Biorphen® can precipitate angina in patients with severe arteriosclerosis or history of angina, exacerbate underlying heart failure, and increase pulmonary arterial pressure. Can also cause excessive peripheral and visceral vasoconstriction and ischemia to vital organs. Extravasation during intravenous administration may cause necrosis or sloughing of tissue. Can cause severe bradycardia and decreased cardiac output, renal toxicity, augmented pressor effect in patients with autonomic dysfunction, and pressor effect with concomitant oxytocic drugs.

ADVERSE REACTIONS

Most common adverse reactions during treatment: nausea, vomiting, and headache. To report SUSPECTED ADVERSE REACTIONS, contact Eton Pharmaceuticals, Inc. at 1-888-450-0568 or FDA at 1-800-FDA-1088.

DRUG INTERACTIONS

  • Agonistic Effects (increase in Biorphen blood pressure effect) can occur with monoamine oxidase inhibitors (MAOI), oxytocin and oxytocic drugs, tricyclic antidepressants, angiotensin and aldosterone, atropine, steroids, norepinephrine transporter inhibitors, ergot alkaloids.
  • Antagonistic Effects (decrease in Biorphen blood pressure effect) can occur with α-adrenergic antagonists, phosphodiesterase Type 5 inhibitors, mixed α- and β-receptor antagonists, calcium channel blockers, benzodiazepines and ACE inhibitors, centrally acting sympatholytic agents.

OVERDOSAGE

Overdose of Biorphen (phenylephrine hydrochloride) can cause a rapid rise in blood pressure. Symptoms of overdose include headache, vomiting, hypertension, reflex bradycardia, a sensation of fullness in the head, tingling of the extremities, and cardiac arrhythmias including ventricular extrasystoles and ventricular tachycardia.

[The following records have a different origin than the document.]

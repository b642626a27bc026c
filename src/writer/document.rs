//! Archive document.
//!
//! The decoded view of a written archive: archive metadata, the time
//! sampling table and the object tree, with every property expanded
//! back to one sample per index. Tests and tooling read archives
//! through it, and [`ArchiveDocument::to_json`] dumps it for debugging.

use std::path::Path;

use serde::Serialize;

use super::object::OObject;
use crate::core::{MetaData, TimeSampling};
use crate::ogawa::read_archive;
use crate::util::Result;

/// One row of the time sampling table.
#[derive(Clone, Debug, PartialEq, Serialize)]
pub struct TimeSamplingEntry {
    /// The sampling.
    pub sampling: TimeSampling,
    /// Largest stored sample count among properties using this sampling.
    pub max_samples: u32,
}

/// A complete archive as read back from disk.
#[derive(Clone, Debug, PartialEq, Serialize)]
pub struct ArchiveDocument {
    pub file_version: i32,
    pub library_version: i32,
    #[serde(skip_serializing_if = "MetaData::is_empty")]
    pub archive_metadata: MetaData,
    pub time_samplings: Vec<TimeSamplingEntry>,
    pub root: OObject,
}

impl ArchiveDocument {
    /// Read an archive from disk.
    pub fn open(path: impl AsRef<Path>) -> Result<Self> {
        read_archive(path)
    }

    /// Get a time sampling by index.
    pub fn time_sampling(&self, index: u32) -> Option<&TimeSampling> {
        self.time_samplings.get(index as usize).map(|e| &e.sampling)
    }

    /// Resolve an absolute object path such as `/materials/red`.
    pub fn find(&self, path: &str) -> Option<&OObject> {
        self.root.find(path)
    }

    /// Pretty JSON dump of the whole document.
    pub fn to_json(&self) -> Result<String> {
        Ok(serde_json::to_string_pretty(self)?)
    }
}
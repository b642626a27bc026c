//! Integration tests for manifest to archive conversion.
//!
//! Each test generates a sequence directory, converts it and reads the
//! written `.abc` archive back.

mod common;

use common::{cube_obj, cube_obj_without_texcoords, manifest_json, two_shapes_obj, Fixture, CUBE_TRIANGLES};

use objseq::convert::{convert_manifest, ConvertOptions, UnassignedFacePolicy, UnwrapMode};
use objseq::core::{SampleData, TimeSamplingType};
use objseq::writer::{ArchiveDocument, OObject, OProperty};
use objseq::Error;

fn geom(obj: &OObject) -> &OProperty {
    obj.property(".geom").expect("Missing .geom compound")
}

fn samples(prop: &OProperty) -> Vec<&SampleData> {
    (0..prop.num_samples()).map(|i| prop.sample(i).unwrap()).collect()
}

fn face_set_faces(mesh: &OObject, name: &str) -> Vec<Vec<i32>> {
    let faces = mesh
        .child(name)
        .and_then(|fs| fs.property(".faceset"))
        .and_then(|p| p.child(".faces"))
        .unwrap_or_else(|| panic!("Missing face set {}", name));
    samples(faces).iter().map(|s| s.as_i32().unwrap().to_vec()).collect()
}

fn convert_fixture(fixture: &Fixture, output: &str, options: &ConvertOptions) -> ArchiveDocument {
    let out = fixture.output_path(output);
    convert_manifest(&fixture.manifest_path(), &out, options).expect("Conversion failed");
    ArchiveDocument::open(&out).expect("Failed to open written archive")
}

#[test]
fn test_red_blue_cube() {
    let fixture = Fixture::red_blue_cube();
    let doc = convert_fixture(&fixture, "cube.abc", &ConvertOptions::default());

    // Identity plus the object's keyframe times.
    assert_eq!(doc.time_samplings.len(), 2);
    let ts = doc.time_sampling(1).unwrap();
    assert!(matches!(
        &ts.sampling_type,
        TimeSamplingType::Acyclic { times } if times == &vec![0.0, 0.5]
    ));
    assert_eq!(doc.time_samplings[1].max_samples, 2);

    assert_eq!(doc.archive_metadata.get("_ai_DCC_FPS"), Some("24"));
    assert_eq!(doc.archive_metadata.get("frameEnd"), Some("12"));
    assert_eq!(doc.archive_metadata.get("loop"), Some("true"));

    let mesh = doc.find("/cube").expect("Missing cube object");
    assert_eq!(mesh.meta_data.schema(), Some("AbcGeom_PolyMesh_v1"));
    let geom = geom(mesh);

    let positions = geom.child("P").unwrap();
    assert_eq!(positions.num_samples(), 2);
    assert_eq!(positions.time_sampling_index, 1);

    let counts = geom.child(".faceCounts").unwrap();
    for sample in samples(counts) {
        let counts = sample.as_i32().unwrap();
        assert_eq!(counts.len(), CUBE_TRIANGLES);
        assert!(counts.iter().all(|&c| c == 3));
    }

    // Bounds enclose the source vertices of each frame.
    let bounds = samples(geom.child(".selfBnds").unwrap());
    for (sample, scale) in bounds.iter().zip([1.0, 2.0]) {
        let b = sample.as_f64().unwrap();
        for p in common::CUBE_POSITIONS {
            for axis in 0..3 {
                let v = (p[axis] * scale) as f64;
                assert!(b[axis] <= v && v <= b[axis + 3], "bounds {:?} miss {}", b, v);
            }
        }
    }

    // Every face lands in exactly one set, in triangle order.
    let red = face_set_faces(mesh, "red");
    let blue = face_set_faces(mesh, "blue");
    assert_eq!(red.len(), 2);
    assert_eq!(blue.len(), 2);
    for slot in 0..2 {
        assert_eq!(red[slot], (0..6).collect::<Vec<i32>>());
        assert_eq!(blue[slot], (6..12).collect::<Vec<i32>>());
    }

    let assign = mesh
        .child("red")
        .and_then(|fs| fs.property(".faceset"))
        .and_then(|p| p.child(".material.assign"))
        .and_then(|p| p.sample(0))
        .and_then(|s| s.as_strings())
        .map(|s| s.to_vec());
    assert_eq!(assign, Some(vec!["/materials/red".to_string()]));

    let red_material = doc.find("/materials/red").expect("Missing red material");
    assert_eq!(red_material.meta_data.schema(), Some("AbcMaterial_Material_v1"));
    let shader = red_material
        .property(".material")
        .and_then(|p| p.child(".unity.surface.shaderName"))
        .and_then(|p| p.sample(0))
        .and_then(|s| s.as_strings())
        .map(|s| s.to_vec());
    assert_eq!(shader, Some(vec!["standard".to_string()]));
    assert!(doc.find("/materials/blue").is_some());
}

#[test]
fn test_generated_attributes_are_per_point() {
    let fixture = Fixture::red_blue_cube();
    let doc = convert_fixture(&fixture, "cube.abc", &ConvertOptions::default());
    let geom = geom(doc.find("/cube").unwrap());

    let positions = samples(geom.child("P").unwrap());
    let normals = geom.child("N").unwrap();
    let uvs = geom.child("uv").unwrap();
    assert_eq!(normals.meta_data.get("geoScope"), Some("var"));
    assert_eq!(uvs.meta_data.get("geoScope"), Some("var"));
    assert_eq!(uvs.meta_data.get("uvSourceName"), Some("uv0"));

    for (slot, p) in positions.iter().enumerate() {
        assert_eq!(normals.sample(slot).unwrap().len(), p.len());
        let uv = uvs.sample(slot).unwrap().as_vec2f().unwrap();
        assert_eq!(uv.len(), p.len());
        let inside = |x: f32| (-1e-6..=1.0 + 1e-6).contains(&x);
        assert!(uv.iter().all(|t| inside(t[0]) && inside(t[1])));
    }
}

#[test]
fn test_pass_through_keeps_source_topology() {
    let fixture = Fixture::red_blue_cube();
    let options = ConvertOptions {
        unwrap_mode: UnwrapMode::PassThrough,
        ..Default::default()
    };
    let doc = convert_fixture(&fixture, "cube.abc", &options);
    let geom = geom(doc.find("/cube").unwrap());

    // The parser keeps one position list per material piece, so corners
    // shared by a red and a blue side appear twice.
    let positions = geom.child("P").unwrap().sample(0).unwrap();
    assert!(positions.len() >= common::CUBE_POSITIONS.len());

    let indices = geom.child(".faceIndices").unwrap().sample(0).unwrap();
    assert_eq!(indices.len(), CUBE_TRIANGLES * 3);
    assert!(indices.as_i32().unwrap().iter().all(|&i| (i as usize) < positions.len()));
    let uvs = geom.child("uv").unwrap();
    assert_eq!(uvs.meta_data.get("geoScope"), Some("fvr"));
    assert_eq!(uvs.sample(0).unwrap().len(), indices.len());
    assert_eq!(geom.child("N").unwrap().sample(0).unwrap().len(), indices.len());
}

#[test]
fn test_pass_through_needs_texcoords() {
    let fixture = Fixture::new();
    fixture.write_manifest(&manifest_json("cube", &[(0, &["red", "blue"])]));
    fixture.write_frame("cube", 0, &cube_obj_without_texcoords(1.0, "cube"));
    let out = fixture.output_path("cube.abc");

    let options = ConvertOptions {
        unwrap_mode: UnwrapMode::PassThrough,
        ..Default::default()
    };
    let err = convert_manifest(&fixture.manifest_path(), &out, &options).unwrap_err();
    assert!(matches!(err, Error::MissingAttribute { attribute: "texcoord", .. }), "{}", err);
    assert!(!out.exists());

    // Generating the atlas does not need them.
    convert_manifest(&fixture.manifest_path(), &out, &ConvertOptions::default()).unwrap();
    assert!(out.exists());
}

#[test]
fn test_conversion_is_idempotent() {
    let fixture = Fixture::red_blue_cube();
    let a = fixture.output_path("a.abc");
    let b = fixture.output_path("b.abc");
    convert_manifest(&fixture.manifest_path(), &a, &ConvertOptions::default()).unwrap();
    let single_thread = ConvertOptions {
        jobs: 1,
        ..Default::default()
    };
    convert_manifest(&fixture.manifest_path(), &b, &single_thread).unwrap();

    let a = std::fs::read(a).unwrap();
    let b = std::fs::read(b).unwrap();
    assert!(a == b, "Outputs differ between runs");
}

#[test]
fn test_multiple_shapes_rejected() {
    let fixture = Fixture::new();
    fixture.write_manifest(&manifest_json("cube", &[(0, &["red", "blue"])]));
    fixture.write_frame("cube", 0, &two_shapes_obj());
    let out = fixture.output_path("cube.abc");

    let err = convert_manifest(&fixture.manifest_path(), &out, &ConvertOptions::default()).unwrap_err();
    assert!(matches!(err, Error::MultipleMeshes { count: 2, .. }), "{}", err);
    assert!(!out.exists());
}

#[test]
fn test_missing_frame_file() {
    let fixture = Fixture::new();
    fixture.write_manifest(&manifest_json("cube", &[(0, &["red", "blue"]), (12, &["red", "blue"])]));
    fixture.write_frame("cube", 0, &cube_obj(1.0, "cube"));
    let out = fixture.output_path("cube.abc");

    let err = convert_manifest(&fixture.manifest_path(), &out, &ConvertOptions::default()).unwrap_err();
    assert!(matches!(err, Error::MeshLoad { .. }), "{}", err);
    assert!(!out.exists());
}

#[test]
fn test_unassigned_faces() {
    let fixture = Fixture::new();
    // Only red is active, so the blue sides match nothing.
    fixture.write_manifest(&manifest_json("cube", &[(0, &["red"])]));
    fixture.write_frame("cube", 0, &cube_obj(1.0, "cube"));

    let doc = convert_fixture(&fixture, "lenient.abc", &ConvertOptions::default());
    let mesh = doc.find("/cube").unwrap();
    assert_eq!(face_set_faces(mesh, "red"), vec![(0..6).collect::<Vec<i32>>()]);
    assert_eq!(face_set_faces(mesh, "blue"), vec![Vec::<i32>::new()]);

    let strict = ConvertOptions {
        unassigned_faces: UnassignedFacePolicy::Strict,
        ..Default::default()
    };
    let out = fixture.output_path("strict.abc");
    let err = convert_manifest(&fixture.manifest_path(), &out, &strict).unwrap_err();
    assert!(matches!(err, Error::UnassignedFaces { count: 6, .. }), "{}", err);
    assert!(!out.exists());
}

#[test]
fn test_malformed_manifest() {
    let fixture = Fixture::new();
    fixture.write_manifest(r#"{"materials": "red", "objects": []}"#);
    let out = fixture.output_path("bad.abc");

    let err = convert_manifest(&fixture.manifest_path(), &out, &ConvertOptions::default()).unwrap_err();
    assert_eq!(err.to_string(), "File contains malformed materials field");
    assert!(!out.exists());

    let missing = fixture.path().join("missing.json");
    let err = convert_manifest(&missing, &out, &ConvertOptions::default()).unwrap_err();
    assert!(matches!(err, Error::ManifestRead { .. }));
}

#[test]
fn test_bounds_include_unreferenced_positions() {
    let fixture = Fixture::new();
    fixture.write_manifest(&manifest_json("tri", &[(0, &["red"])]));
    fixture.write_frame(
        "tri",
        0,
        "o tri\nv 0 0 0\nv 1 0 0\nv 0 1 0\nv 10 10 10\nvn 0 0 1\nf 1//1 2//1 3//1\n",
    );

    let doc = convert_fixture(&fixture, "tri.abc", &ConvertOptions::default());
    let geom = geom(doc.find("/tri").unwrap());
    let bounds = geom.child(".selfBnds").unwrap().sample(0).unwrap().as_f64().unwrap().to_vec();
    assert_eq!(&bounds[..3], &[0.0, 0.0, 0.0]);
    assert_eq!(&bounds[3..], &[10.0, 10.0, 10.0]);

    // Only the triangle's corners are written as points.
    assert_eq!(geom.child("P").unwrap().sample(0).unwrap().len(), 3);
    let child_bounds = geom.child(".childBnds").unwrap().sample(0).unwrap().as_f64().unwrap().to_vec();
    assert_eq!(child_bounds, bounds);
}

#[test]
fn test_object_without_keyframes() {
    let fixture = Fixture::new();
    fixture.write_manifest(&manifest_json("cube", &[]));

    let doc = convert_fixture(&fixture, "empty.abc", &ConvertOptions::default());
    // Nothing beyond the identity sampling is registered.
    assert_eq!(doc.time_samplings.len(), 1);
    assert!(doc.time_sampling(0).unwrap().is_identity());

    let mesh = doc.find("/cube").expect("Missing cube object");
    assert_eq!(mesh.meta_data.schema(), Some("AbcGeom_PolyMesh_v1"));
    let positions = geom(mesh).child("P").unwrap();
    assert_eq!(positions.num_samples(), 0);
    assert_eq!(positions.time_sampling_index, 0);
    assert!(face_set_faces(mesh, "red").is_empty());
}

#[test]
fn test_failing_later_frame_leaves_no_archive() {
    let without_normals: String = cube_obj(2.0, "cube")
        .lines()
        .filter(|l| !l.starts_with("vn "))
        .map(|l| match l.strip_prefix("f ") {
            Some(face) => {
                let corners: Vec<&str> = face.split_whitespace().map(|c| &c[..c.rfind('/').unwrap()]).collect();
                format!("f {}\n", corners.join(" "))
            }
            None => format!("{}\n", l),
        })
        .collect();

    for (second, name) in [(two_shapes_obj(), "shapes.abc"), (without_normals, "normals.abc")] {
        let fixture = Fixture::new();
        fixture.write_manifest(&manifest_json("cube", &[(0, &["red", "blue"]), (12, &["red", "blue"])]));
        fixture.write_frame("cube", 0, &cube_obj(1.0, "cube"));
        fixture.write_frame("cube", 12, &second);
        let out = fixture.output_path(name);

        let err = convert_manifest(&fixture.manifest_path(), &out, &ConvertOptions::default()).unwrap_err();
        assert!(
            matches!(err, Error::MultipleMeshes { .. } | Error::MissingAttribute { attribute: "normal", .. }),
            "{}",
            err
        );
        assert!(!out.exists());
        assert!(!fixture.output_path(&format!("{}.partial", name)).exists());
    }
}

#[test]
fn test_archive_is_ogawa() {
    let fixture = Fixture::red_blue_cube();
    let out = fixture.output_path("cube.abc");
    convert_manifest(&fixture.manifest_path(), &out, &ConvertOptions::default()).unwrap();

    let bytes = std::fs::read(&out).unwrap();
    assert_eq!(&bytes[..5], b"Ogawa");
    let doc = ArchiveDocument::open(&out).unwrap();
    assert_eq!(doc.library_version, 10810);
    assert!(doc
        .archive_metadata
        .get("_ai_AlembicVersion")
        .is_some_and(|v| v.starts_with("Alembic 1.8.10")));
    assert_eq!(doc.root.name, "ABC");
}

For more information, please see Biorphen Full Prescribing Information.

Indications and Usage

Biorphen (phenylephrine hydrochloride) injection 100 mcg/mL is an alpha-1 adrenergic receptor agonist indicated for the treatment of clinically important hypotension resulting primarily from vasodilation in the setting of anesthesia.